*Your task:* Two lines below mark the span: the one containing "member's current goal" and the one containing "#[arg(long, short, value_enum, default_value". Set down both, plus every line between, exactly as they stand, and nothing else.
Records provided below:
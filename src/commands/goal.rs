use clap::{Args, Subcommand};

use super::{parse_date, AppContext, OutputFormat};

#[derive(Args)]
pub struct GoalCommand {
    #[command(subcommand)]
    pub command: GoalSubcommand,
}

#[derive(Subcommand)]
pub enum GoalSubcommand {
    /// Show the member's current goal
    Show {
        /// Date (YYYY-MM-DD), defaults to today
        #[arg(long, short)]
        date: Option<String>,

        /// Output format
        #[arg(long, short, value_enum, default_value = "text")]
        format: OutputFormat,
    },
}

impl GoalCommand {
    pub async fn run(&self, ctx: &AppContext<'_>) -> Result<(), Box<dyn std::error::Error>> {
        match &self.command {
            GoalSubcommand::Show { date, format } => {
                let date = parse_date(date.as_deref())?;
                let tracker = ctx.tracker(date).await?;
                let goal = tracker.goal().ok_or("No current goal")?;

                match format {
                    OutputFormat::Json => {
                        println!("{}", serde_json::to_string_pretty(goal)?);
                    }
                    OutputFormat::Text => {
                        print!("{}", goal);
                        println!("ID: {}", goal.goal_id);
                        if !goal.workouts.is_empty() {
                            println!("Burned by workouts: {} kcal", goal.workout_kcal());
                        }
                    }
                }
                Ok(())
            }
        }
    }
}
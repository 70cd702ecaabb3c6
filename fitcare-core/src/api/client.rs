//! HTTP client for the Fitness2Care REST service.

use async_trait::async_trait;
use chrono::NaiveDate;
use reqwest::{RequestBuilder, StatusCode};
use serde::de::DeserializeOwned;
use serde::Serialize;
use std::time::Duration;

use super::error::ApiError;
use super::GoalApi;
use crate::models::{Goal, GoalId, MemberId, ProductPage, Workout, WorkoutId};

/// Default per-request timeout.
pub const DEFAULT_TIMEOUT: Duration = Duration::from_secs(10);

#[derive(Serialize)]
struct KcalUpdate {
    kcal: i64,
}

#[derive(Serialize)]
#[serde(rename_all = "camelCase")]
struct WorkoutLink {
    workout_id: WorkoutId,
}

/// `GoalApi` over HTTP with JSON bodies.
#[derive(Debug, Clone)]
pub struct HttpGoalApi {
    server_url: String,
    client: reqwest::Client,
}

impl HttpGoalApi {
    /// Creates a client with the default timeout.
    pub fn new(server_url: impl Into<String>) -> Result<Self, ApiError> {
        Self::with_timeout(server_url, DEFAULT_TIMEOUT)
    }

    pub fn with_timeout(server_url: impl Into<String>, timeout: Duration) -> Result<Self, ApiError> {
        let client = reqwest::Client::builder()
            .timeout(timeout)
            .build()
            .map_err(ApiError::Client)?;

        Ok(Self {
            server_url: server_url.into(),
            client,
        })
    }

    /// Returns the server URL.
    pub fn server_url(&self) -> &str {
        &self.server_url
    }

    /// Builds an HTTP URL for a given path.
    fn build_url(&self, path: &str) -> String {
        let base_url = if !self.server_url.starts_with("http://")
            && !self.server_url.starts_with("https://")
        {
            format!("http://{}", self.server_url)
        } else {
            self.server_url.clone()
        };

        format!("{}{}", base_url.trim_end_matches('/'), path)
    }

    /// Sends a request and decodes the JSON body.
    async fn send<T: DeserializeOwned>(
        &self,
        request: RequestBuilder,
        url: String,
    ) -> Result<T, ApiError> {
        let response = request.send().await.map_err(|e| ApiError::Http {
            url: url.clone(),
            source: e,
        })?;

        let status = response.status();
        if status == StatusCode::NOT_FOUND {
            return Err(ApiError::NotFound(url));
        }
        if !status.is_success() {
            tracing::warn!("{} returned {}", url, status);
            return Err(ApiError::Status {
                status: status.as_u16(),
                url,
            });
        }

        response
            .json()
            .await
            .map_err(|e| ApiError::Decode { url, source: e })
    }
}

#[async_trait]
impl GoalApi for HttpGoalApi {
    async fn current_goal(&self, member_id: MemberId, date: NaiveDate) -> Result<Goal, ApiError> {
        let url = self.build_url(&format!(
            "/goal/currentGoal/{}/{}",
            member_id,
            date.format("%Y-%m-%d")
        ));
        tracing::debug!("GET {}", url);
        self.send(self.client.get(&url), url).await
    }

    async fn update_goal_kcal(&self, goal_id: GoalId, kcal: i64) -> Result<Goal, ApiError> {
        let url = self.build_url(&format!("/goal/{}", goal_id));
        tracing::debug!("PUT {} kcal={}", url, kcal);
        self.send(self.client.put(&url).json(&KcalUpdate { kcal }), url)
            .await
    }

    async fn search_products(&self, name: &str, page: u32) -> Result<ProductPage, ApiError> {
        let url = self.build_url(&format!(
            "/product/filterByName/{}?page={}",
            urlencoding::encode(name),
            page
        ));
        tracing::debug!("GET {}", url);
        self.send(self.client.get(&url), url).await
    }

    async fn add_workout_to_goal(
        &self,
        goal_id: GoalId,
        workout_id: WorkoutId,
    ) -> Result<Goal, ApiError> {
        let url = self.build_url(&format!("/goal/{}/add-workout", goal_id));
        tracing::debug!("PUT {} workout={}", url, workout_id);
        self.send(self.client.put(&url).json(&WorkoutLink { workout_id }), url)
            .await
    }

    async fn remove_workout_from_goal(
        &self,
        goal_id: GoalId,
        workout_id: WorkoutId,
    ) -> Result<Goal, ApiError> {
        let url = self.build_url(&format!(
            "/goal/{}/remove-workout/{}",
            goal_id, workout_id
        ));
        tracing::debug!("DELETE {}", url);
        self.send(self.client.delete(&url), url).await
    }

    async fn list_workouts(&self) -> Result<Vec<Workout>, ApiError> {
        let url = self.build_url("/workout/workouts");
        tracing::debug!("GET {}", url);
        self.send(self.client.get(&url), url).await
    }
}
mod config_cmd;
mod food;
mod goal;
mod history;
mod product;
mod workout;

pub use config_cmd::ConfigCommand;
pub use food::FoodCommand;
pub use goal::GoalCommand;
pub use history::HistoryCommand;
pub use product::ProductCommand;
pub use workout::WorkoutCommand;

use chrono::{Local, NaiveDate};
use clap::ValueEnum;
use std::sync::Arc;
use std::time::Duration;

use fitcare_core::{CalorieTracker, GoalApi, HttpGoalApi, LedgerStores, Reconciler};

use crate::config::Config;

#[derive(Clone, ValueEnum, Default)]
pub enum OutputFormat {
    #[default]
    Text,
    Json,
}

/// Parses a `YYYY-MM-DD` argument, defaulting to today.
pub fn parse_date(date: Option<&str>) -> Result<NaiveDate, String> {
    match date {
        Some(d) => NaiveDate::parse_from_str(d, "%Y-%m-%d")
            .map_err(|_| format!("Invalid date format '{}'. Use YYYY-MM-DD.", d)),
        None => Ok(Local::now().date_naive()),
    }
}

/// Services a command runs against, built once from the configuration.
pub struct AppContext<'a> {
    pub config: &'a Config,
    pub reconciler: Reconciler,
}

impl<'a> AppContext<'a> {
    pub fn from_config(config: &'a Config) -> Result<Self, Box<dyn std::error::Error>> {
        let api = HttpGoalApi::with_timeout(
            config.api_url.value.clone(),
            Duration::from_secs(config.request_timeout_secs.value),
        )?;
        let stores = LedgerStores::json(&config.data_dir.value);
        tracing::debug!(
            "Ledger documents in {}, goal service at {}",
            config.data_dir.value.display(),
            api.server_url()
        );

        Ok(Self {
            config,
            reconciler: Reconciler::new(stores, Arc::new(api)),
        })
    }

    pub fn api(&self) -> &Arc<dyn GoalApi> {
        self.reconciler.api()
    }

    /// A tracking session with the member's goal for `date` loaded.
    pub async fn tracker(
        &self,
        date: NaiveDate,
    ) -> Result<CalorieTracker, Box<dyn std::error::Error>> {
        let member_id = self.config.require_member_id()?;
        let mut tracker = CalorieTracker::new(self.reconciler.clone());
        tracker.load_goal(member_id, date).await.map_err(|e| {
            format!(
                "No current goal for member {} on {}: {}",
                member_id, date, e
            )
        })?;
        Ok(tracker)
    }
}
End of Records provided.
*Result of this exercise:*
    /// Show the member's current goal
    Show {
        /// Date (YYYY-MM-DD), defaults to today
        #[arg(long, short)]
        date: Option<String>,

        /// Output format
        #[arg(long, short, value_enum, default_value = "text")]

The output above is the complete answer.